パンツ一丁で路上で遊ぶ兄弟、近所から通報される<後編>~スクールソーシャルワーカー日誌 僕は学校の遊撃手 リローデッド④~


虐待、貧困、毒親、不登校――様々な問題を抱える子供が、今日も学校に通ってきます。スクールソーシャルワーカーとして、福岡県1市4町の小中学校を担当している野中勝治さん。問題を抱える家庭と学校、協力機関をつなぎ、子供にとって最善の方策を模索するエキスパートが見た、“子供たちの現実”を伝えていきます。

Profile
のなか・かつじ。1981年、福岡県生まれ。社会福祉士、精神保健福祉士。高校中退後、大検を経て大学、福岡県立大学大学院へ進学し、臨床心理学、社会福祉学を学ぶ。同県の児童相談所勤務を経て、2008年度からスクールソーシャルワーカーに。現在、同県の1市4町教育委員会から委託を受けている。一般社団法人Center of the Field 代表理事。
「いろいろ細かく言われてもようわからん」
後日、あらためて私ひとりで浩一君宅を訪ねました。この前の訪問は午前中で父親が起きたばかりのようだったので、今回は午後に行ったところ、父親は落ち着いた態度で迎えてくれました。

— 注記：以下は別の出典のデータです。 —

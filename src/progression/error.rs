use super::upgrade::UpgradeId;

/// Reasons a level-up upgrade could not be applied.
///
/// None of these are fatal: progression has already advanced by the time an
/// upgrade is applied, only the stat buff is lost.
#[derive(Debug, Clone, PartialEq, Eq, thiserror::Error)]
pub enum UpgradeError {
    /// No player was available to receive the upgrade
    #[error("no player reference available for {0} upgrade")]
    MissingPlayer(UpgradeId),

    /// The player has no such stat (e.g. a stationary entity picking speed)
    #[error("player has no {stat} stat, skipping {upgrade} upgrade")]
    MissingStat {
        upgrade: UpgradeId,
        stat: &'static str,
    },

    /// The upgrade name did not match any known upgrade
    #[error("unknown upgrade type: {0}")]
    UnknownUpgrade(String),
}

相変わらず兄弟は家の前の路上でパンツ一丁で遊んでいます。ふたりに家に入るように促し、一緒に家に上がりました。
「ふたりが路上で遊んでいて危険だって、何度か通報があったみたいやね」
私が訪ねると、父親は「子供がおるけ、夫婦で時間をずらして働いているんやけど、疲れて寝こけてしまうんで、その間に外に出てしまいよる」と申し訳なさそうに話してくれました。

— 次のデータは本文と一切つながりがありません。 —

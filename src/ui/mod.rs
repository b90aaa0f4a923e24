//! Level-up dialog: interaction state, layout and egui rendering

pub mod layout;
pub mod level_up_dialog;
pub mod level_up_panel;

pub use layout::{DialogLayout, HitRegion};
pub use level_up_dialog::{DialogState, LevelUpDialog};
pub use level_up_panel::render_level_up_panel;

「保育所に通えるよう、保健師さんも何度か訪問したみたいだけど?」
「何言ってるかわからんし、いっぱい書類を出して、いろいろ細かく書けって言われてもようわからん」
「そうだったん。じゃあ、これからはお父さんに説明しながら、僕が書いていくけ、それでいい?」
と聞くと、父親はほっとした様子でうなずきました。
「実は今日来たんは、浩一君の学校のことでね」と、特別支援学級に通うことを丁寧に説明すると、父親は納得してくれました。
「じゃあ、ここに署名するけどええね?」
「よろしくお願いします」と、父親は深く頭を下げました。
両親は障害の認定を受けているわけではないものの、グレーゾーンであることが感じられます。私が言ったことも理解できているのか疑問を持つほどです。浩一君の発達障害は先天的なものなのか、家庭環境によって引き起こされたものなのか断定はできませんが、これまで以上に気に留めなければいけないな、と感じました。
特別支援学級に通うようになった浩一君は、きめ細かい支援が功を奏したのか、すくすく伸びていきました。人なつこい性格もあり、友達とも仲良く遊び、楽しく学校生活を送れるようになっていきました。
書類が必要なときには私が出向き、父親と話しながら代理署名することで、父親から少しずつ信頼を得ている手応えを感じていました。